26 The right pulmonary veins draining into the right atrium Partial APVC of the total right lung draining into the right atrium

27 Dilatation of right cavities

28 Double left superior vena cava draining in a dilated coronary sinus

29 Associated skeletal malformations

30 Cardiac partial APVR   The entire right lung draining in the right atrium   Form infrequent   Form almost always associated with a CIA   Sometimes associated malformations skeletal

31 Case 4  8 years-old daughter  Dyspnea  Echo: dilated right cavities associated with CIA  CT scan in search of APVR

32  The left superior pulmonary vein flows through a collector into the Venous trunk left brachiocephalic  Superior vena cava dilated Venous trunk left brachiocephalic Collector SVC The superior left pulmonary vein A supra cardiac partial AVPR of the superior left lung lobe

33 Venous trunk left brachiocephalic Collector Anomaly aortic arch associated : right subclavian artery in retroaortic course esophageal

34 Case 5  Infants 3 months  Cyanosis and tachypnea   Echocardiography: - - Dilatation of the RV with a paradoxical septal kinetics. - - Expansion of the OD and trunk of the pulmonary artery - - Severe PAH - - Shunt right / left through a CIA - - Absence of pulmonary veins abouchant in OG. - - Viewing a supra cardiac collector vein - - Doubt on a second infra cardiac collector vein

35 A left supra cardiac AVPR Volume rendering reconstruction (VR) showing the First collector ( ) draining the left superior pulmonary vein is abouchnat in the venous trunk innominate ( )

36 Infra cardiac APVR Second collector draining the entire venous return right lung ( ) and the left lower lobe ( ): vertical path ( ) is abouchant the trunk door ( ) Absence of stenosis of the collector

37 Diagnosis : Mixed supra cardiac and infra cardiac total APVR   First collector draining the left superior pulmonary vein is abouchant in the venous trunk innominate   Second collector draining the entire venous return right lung and the left lower lobe in the portal vein.

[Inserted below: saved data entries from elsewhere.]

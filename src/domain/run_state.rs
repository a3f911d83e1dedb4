//! Per-site, per-iteration run bookkeeping
//!
//! A `RunState` is owned by the site run and passed by reference to every
//! stage. There are no process-wide counters.

use chrono::{DateTime, Utc};
use serde::{Deserialize, Serialize};
use tokio_util::sync::CancellationToken;

use crate::domain::site::SiteSchema;
use crate::domain::value_objects::JobId;

/// Remote iteration status.
#[derive(Debug, Clone, Copy, PartialEq, Eq, Serialize, Deserialize)]
#[serde(rename_all = "lowercase")]
pub enum IterationStatus {
    #[serde(alias = "CRAWLING")]
    Crawling,
    #[serde(alias = "FINISHED")]
    Finished,
    #[serde(alias = "ERROR")]
    Error,
}

/// Item counters accumulated during a run.
#[derive(Debug, Clone, Default, PartialEq, Eq, Serialize, Deserialize)]
pub struct RunCounters {
    /// Items handed to the sink.
    pub scraped: u64,
    /// Items the store reported as already present.
    pub survived: u64,
    pub invalid: u64,
    pub out_of_stock: u64,
    pub in_stock: u64,
    pub zero_price: u64,
    pub manufacturer_populated: u64,
    pub manufacturer_empty: u64,
    pub model_populated: u64,
    pub duplicates: u64,
    pub integrity_defects: u64,
    pub missing_images: u64,
    /// Events the pipeline logged at error severity.
    pub errors: u64,
}

#[derive(Debug)]
pub struct RunState {
    pub merchant_key: String,
    pub merchant_name: String,
    pub country: String,
    pub job_id: JobId,
    pub status: IterationStatus,
    pub counters: RunCounters,
    pub db_count_at_start: u64,
    pub deletion_threshold: Option<f64>,
    pub started_at: DateTime<Utc>,
    pub finished_at: Option<DateTime<Utc>>,
    shutdown: CancellationToken,
}

impl RunState {
    pub fn new(schema: &SiteSchema, job_id: JobId) -> Self {
        Self {
            merchant_key: schema.merchant_key.clone(),
            merchant_name: schema.merchant_name.clone(),
            country: schema.country.clone(),
            job_id,
            status: IterationStatus::Crawling,
            counters: RunCounters::default(),
            db_count_at_start: 0,
            deletion_threshold: schema.deletion_threshold,
            started_at: Utc::now(),
            finished_at: None,
            shutdown: CancellationToken::new(),
        }
    }

    /// Another instance owns this merchant; everything after this rejects.
    pub fn shut_down(&self) {
        self.shutdown.cancel();
    }

    pub fn is_shut_down(&self) -> bool {
        self.shutdown.is_cancelled()
    }

    pub fn record_error(&mut self) {
        self.counters.errors += 1;
    }

    /// `<COUNTRY>-<merchant>` prefix used in alerts.
    pub fn alert_label(&self) -> String {
        format!("{}-{}", self.country.to_uppercase(), self.merchant_name)
    }

    /// Wall time of the run in hours, rounded to two decimals.
    pub fn duration_hours(&self) -> f64 {
        let end = self.finished_at.unwrap_or_else(Utc::now);
        let seconds = (end - self.started_at).num_milliseconds() as f64 / 1000.0;
        (seconds / 3600.0 * 100.0).round() / 100.0
    }
}

#[cfg(test)]
mod tests {
    use super::*;
    use crate::domain::site::SiteSchema;

    fn schema() -> SiteSchema {
        SiteSchema::from_json_str(r#"{"merchant_name": "acme", "country": "ae", "attributes": []}"#)
            .unwrap()
    }

    #[test]
    fn shutdown_is_sticky() {
        let run = RunState::new(&schema(), JobId::new("job-1"));
        assert!(!run.is_shut_down());
        run.shut_down();
        run.shut_down();
        assert!(run.is_shut_down());
    }

    #[test]
    fn duration_is_rounded_hours() {
        let mut run = RunState::new(&schema(), JobId::new("job-1"));
        run.finished_at = Some(run.started_at + chrono::Duration::minutes(90));
        assert!((run.duration_hours() - 1.5).abs() < f64::EPSILON);
    }

    #[test]
    fn iteration_status_accepts_both_cases() {
        let upper: IterationStatus = serde_json::from_str(r#""CRAWLING""#).unwrap();
        let lower: IterationStatus = serde_json::from_str(r#""finished""#).unwrap();
        assert_eq!(upper, IterationStatus::Crawling);
        assert_eq!(lower, IterationStatus::Finished);
        assert_eq!(serde_json::to_string(&IterationStatus::Error).unwrap(), r#""error""#);
    }
}
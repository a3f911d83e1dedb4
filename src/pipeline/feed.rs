//! JSON-lines page feeds
//!
//! One product per line: `{"url", "body", "meta"?, "secondary"?}` where
//! `secondary` has the same shape (without its own `secondary`).

use futures::{Stream, StreamExt};
use serde::Deserialize;
use std::collections::HashMap;
use std::path::Path;
use tokio::fs::File;
use tokio::io::{AsyncBufReadExt, BufReader};
use tokio_stream::wrappers::LinesStream;
use tracing::warn;

use crate::error::RemoteError;
use crate::extraction::assembler::ProductPage;
use crate::extraction::document::HtmlDocument;

#[derive(Debug, Clone, Deserialize)]
pub struct PageRecord {
    pub url: String,
    pub body: String,
    #[serde(default)]
    pub meta: HashMap<String, Vec<String>>,
    #[serde(default)]
    pub secondary: Option<HtmlDocument>,
}

impl PageRecord {
    pub fn into_page(self) -> ProductPage {
        let primary = HtmlDocument {
            url: self.url,
            body: self.body,
            meta: self.meta,
        };
        let page = ProductPage::new(primary);
        match self.secondary {
            Some(secondary) => page.with_secondary(secondary),
            None => page,
        }
    }
}

/// Parses one feed line; blank lines yield `None`.
pub fn parse_line(line: &str) -> Option<Result<PageRecord, serde_json::Error>> {
    let line = line.trim();
    if line.is_empty() {
        return None;
    }
    Some(serde_json::from_str(line))
}

/// Streams the pages of a feed file. Lines that do not parse are logged and
/// skipped.
pub async fn read_pages(path: &Path) -> Result<impl Stream<Item = ProductPage>, RemoteError> {
    let file = File::open(path).await.map_err(|e| RemoteError::storage(&e))?;
    let source = path.display().to_string();

    let lines = LinesStream::new(BufReader::new(file).lines());
    Ok(lines.enumerate().filter_map(move |(index, line)| {
        let page = match line {
            Ok(line) => match parse_line(&line) {
                Some(Ok(record)) => Some(record.into_page()),
                Some(Err(e)) => {
                    warn!("{source}:{}: skipping unreadable page: {e}", index + 1);
                    None
                }
                None => None,
            },
            Err(e) => {
                warn!("{source}:{}: read error: {e}", index + 1);
                None
            }
        };
        futures::future::ready(page)
    }))
}
//! Behavioral properties of the individual pipeline stages
use std::sync::Arc;

use proptest::prelude::*;
use rstest::rstest;

use product_ingest::domain::item::{AttrValue, Item};
use product_ingest::domain::run_state::RunState;
use product_ingest::domain::site::SiteSchema;
use product_ingest::domain::value_objects::JobId;
use product_ingest::error::Rejection;
use product_ingest::extraction::{images, localization, transform};
use product_ingest::pipeline::{DuplicateFilter, PersistenceSink, SinkConfig};
use product_ingest::test_utils::RecordingBackend;

fn strings(values: &[&str]) -> Vec<String> {
    values.iter().map(|v| (*v).to_string()).collect()
}

fn item_with_id(id: &str) -> Item {
    let mut item = Item::new();
    item.set("url", format!("http://x.com/p/{id}"));
    item.set("remote_id", id);
    item
}

#[rstest]
#[case(&["$12,000", "abc", "9.50"], Some("9.50"))]
#[case(&["1,299.00"], Some("1299.00"))]
#[case(&["EGP 100", "USD 5"], None)]
#[case(&["", "  "], None)]
#[case(&["30", "20.5", "25"], Some("20.5"))]
fn price_keeps_minimum_numeric_token(#[case] input: &[&str], #[case] expected: Option<&str>) {
    let result = transform::process_price(&strings(input));
    match expected {
        Some(price) => assert_eq!(result.as_deref(), Ok(price)),
        None => assert_eq!(result, Err(Rejection::NoPrice)),
    }
}

#[test]
fn duplicate_filter_rejects_only_the_repeat() {
    let mut filter = DuplicateFilter::new();
    let results: Vec<_> = ["A", "B", "A"]
        .iter()
        .map(|id| filter.check(&item_with_id(id)))
        .collect();

    assert_eq!(
        results,
        vec![Ok(()), Ok(()), Err(Rejection::Duplicate("A".into()))]
    );
}

proptest! {
    #[test]
    fn duplicate_rejections_equal_repeats(ids in prop::collection::vec("[a-d]", 0..30)) {
        let mut filter = DuplicateFilter::new();
        let rejected = ids
            .iter()
            .filter(|id| filter.check(&item_with_id(id)).is_err())
            .count();
        let unique: std::collections::HashSet<_> = ids.iter().collect();
        prop_assert_eq!(rejected, ids.len() - unique.len());
    }

    #[test]
    fn localization_merge_is_idempotent(
        title_en in "[a-z ]{0,6}",
        title_ar in "[a-z ]{0,6}",
        with_price in any::<bool>(),
    ) {
        let mut item = Item::new();
        item.set("title_en", title_en);
        item.set("title_ar", title_ar);
        if with_price {
            item.set("price_en", "10");
        }

        let mut once = item.clone();
        localization::merge(&mut once);
        let mut twice = once.clone();
        localization::merge(&mut twice);
        prop_assert_eq!(once, twice);
    }

    #[test]
    fn unknown_stock_text_never_resolves(text in "[a-z]{1,10}") {
        let instock = strings(&["In stock"]);
        let outstock = strings(&["Sold out"]);
        prop_assert_eq!(transform::resolve_stock(&[text], &instock, &outstock), None);
    }
}

#[tokio::test]
async fn sink_buffer_of_three_flushes_in_batches() {
    let schema = SiteSchema::from_json_str(r#"{"merchant_name": "acme", "attributes": []}"#).unwrap();
    let mut run = RunState::new(&schema, JobId::new("job-1"));
    let backend = Arc::new(RecordingBackend::default());
    let config = SinkConfig {
        collection: "items".into(),
        buffer_size: Some(3),
        ..SinkConfig::default()
    };
    let mut sink = PersistenceSink::new(config, backend.clone(), "acme", "job-1").unwrap();

    sink.submit(item_with_id("1"), &mut run).await;
    sink.submit(item_with_id("2"), &mut run).await;
    assert!(backend.batches().is_empty());

    sink.submit(item_with_id("3"), &mut run).await;
    assert_eq!(backend.batch_ids(), vec![vec!["1", "2", "3"]]);

    sink.submit(item_with_id("4"), &mut run).await;
    assert_eq!(backend.batches().len(), 1);

    sink.shutdown(&mut run).await;
    assert_eq!(backend.batch_ids(), vec![vec!["1", "2", "3"], vec!["4"]]);
    assert_eq!(sink.batches_sent(), 2);
}

#[test]
fn relative_extra_images_fill_main_image() {
    let mut item = Item::new();
    item.set("main_image", AttrValue::List(Vec::new()));
    item.set("extra_images", strings(&["/a.jpg", "/b.jpg"]));

    let found = images::resolve(&mut item, true, &strings(&["http://x.com"]));

    assert!(found);
    assert_eq!(item.text("main_image"), Some("http://x.com/a.jpg"));
    assert_eq!(
        item.get("extra_images"),
        Some(&AttrValue::List(strings(&["http://x.com/b.jpg"])))
    );
    assert_eq!(
        item.get("image_urls"),
        Some(&AttrValue::List(strings(&["http://x.com/a.jpg", "http://x.com/b.jpg"])))
    );
}
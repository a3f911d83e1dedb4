//! Alert delivery
//!
//! Alerts are fire-and-forget: a webhook that cannot be reached is logged and
//! the run carries on.

use async_trait::async_trait;
use reqwest::Client;
use serde::Serialize;
use tracing::{error, info, warn};

use crate::domain::services::{Alerter, Severity};
use crate::infrastructure::network_context::NetworkContext;

/// Chat webhook payload.
#[derive(Debug, Clone, PartialEq, Eq, Serialize)]
pub struct AlertPayload<'a> {
    pub title: &'a str,
    pub text: &'a str,
    pub severity: Severity,
    pub color: &'static str,
}

impl Severity {
    pub fn color(self) -> &'static str {
        match self {
            Self::Info => "#2eb886",
            Self::Warning => "#daa038",
            Self::Error => "#a30200",
        }
    }
}

/// First line of the message, used as the card title.
fn title_of(message: &str) -> &str {
    message.lines().next().unwrap_or(message)
}

pub struct WebhookAlerter {
    client: Client,
    webhook_url: String,
}

impl WebhookAlerter {
    pub fn new(network: &NetworkContext, webhook_url: impl Into<String>) -> Self {
        Self {
            client: network.direct().clone(),
            webhook_url: webhook_url.into(),
        }
    }
}

#[async_trait]
impl Alerter for WebhookAlerter {
    async fn notify(&self, message: &str, severity: Severity) {
        let payload = AlertPayload {
            title: title_of(message),
            text: message,
            severity,
            color: severity.color(),
        };
        match self.client.post(&self.webhook_url).json(&payload).send().await {
            Ok(response) if response.status().is_success() => {
                info!("Alert delivered: {}", payload.title);
            }
            Ok(response) => warn!("Alert webhook answered {}", response.status()),
            Err(e) => warn!("Alert webhook unreachable: {e}"),
        }
    }
}

/// Writes alerts to the log only.
#[derive(Debug, Default, Clone, Copy)]
pub struct LogAlerter;

#[async_trait]
impl Alerter for LogAlerter {
    async fn notify(&self, message: &str, severity: Severity) {
        match severity {
            Severity::Info => info!(alert = true, "{message}"),
            Severity::Warning => warn!(alert = true, "{message}"),
            Severity::Error => error!(alert = true, "{message}"),
        }
    }
}
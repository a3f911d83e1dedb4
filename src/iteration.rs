//! Crawl iteration lifecycle: liveness detection at start, deletion safety
//! and closing stats at the end.

pub mod controller;
pub mod deletion;

pub use controller::{ControllerSettings, IterationController, IterationReport, RunStart};
pub use deletion::{DeletionDecision, DeletionInputs, DeletionOutcome};
//! Filesystem first-run marker: `<dir>/<merchant>/.already_ran`

use async_trait::async_trait;
use std::path::{Path, PathBuf};
use tokio::fs;
use tracing::info;

use crate::domain::services::MarkerStore;
use crate::error::RemoteError;

pub const MARKER_FILE: &str = ".already_ran";

#[derive(Debug, Clone)]
pub struct FsMarkerStore {
    root: PathBuf,
}

impl FsMarkerStore {
    pub fn new(root: impl Into<PathBuf>) -> Self {
        Self { root: root.into() }
    }

    pub fn marker_path(&self, merchant: &str) -> PathBuf {
        self.root.join(merchant).join(MARKER_FILE)
    }

    pub fn root(&self) -> &Path {
        &self.root
    }
}

#[async_trait]
impl MarkerStore for FsMarkerStore {
    async fn exists(&self, merchant: &str) -> Result<bool, RemoteError> {
        fs::try_exists(self.marker_path(merchant))
            .await
            .map_err(|e| RemoteError::storage(&e))
    }

    async fn create(&self, merchant: &str) -> Result<(), RemoteError> {
        let path = self.marker_path(merchant);
        if let Some(parent) = path.parent() {
            fs::create_dir_all(parent)
                .await
                .map_err(|e| RemoteError::storage(&e))?;
        }
        fs::write(&path, b"")
            .await
            .map_err(|e| RemoteError::storage(&e))?;
        info!("First-run marker written to {}", path.display());
        Ok(())
    }
}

38 Case 6  Daughter of three months  Dyspnea  Chest X-Ray and Echocardiography: Dilatation of right cavities Dilatation of right cavities

39 Venous collector ( ) opening the posterior surface of the OD and the roof of coronary sinus

40 Venous collector ( ) opening in the face posterior OD and the roof of the coronary sinus Total cardiac APVC

41 Conclusion  Echocardiography remains the first-line choice for diagnostic imaging in all patients with pulmonary venous anomalies.  However, when echo diagnosis is inconclusive, CT and not catheterization should be considered the next imaging modality of choice which is less invasive and more precise.  Three-dimensional reformatting provided additional assistance with surgical planning.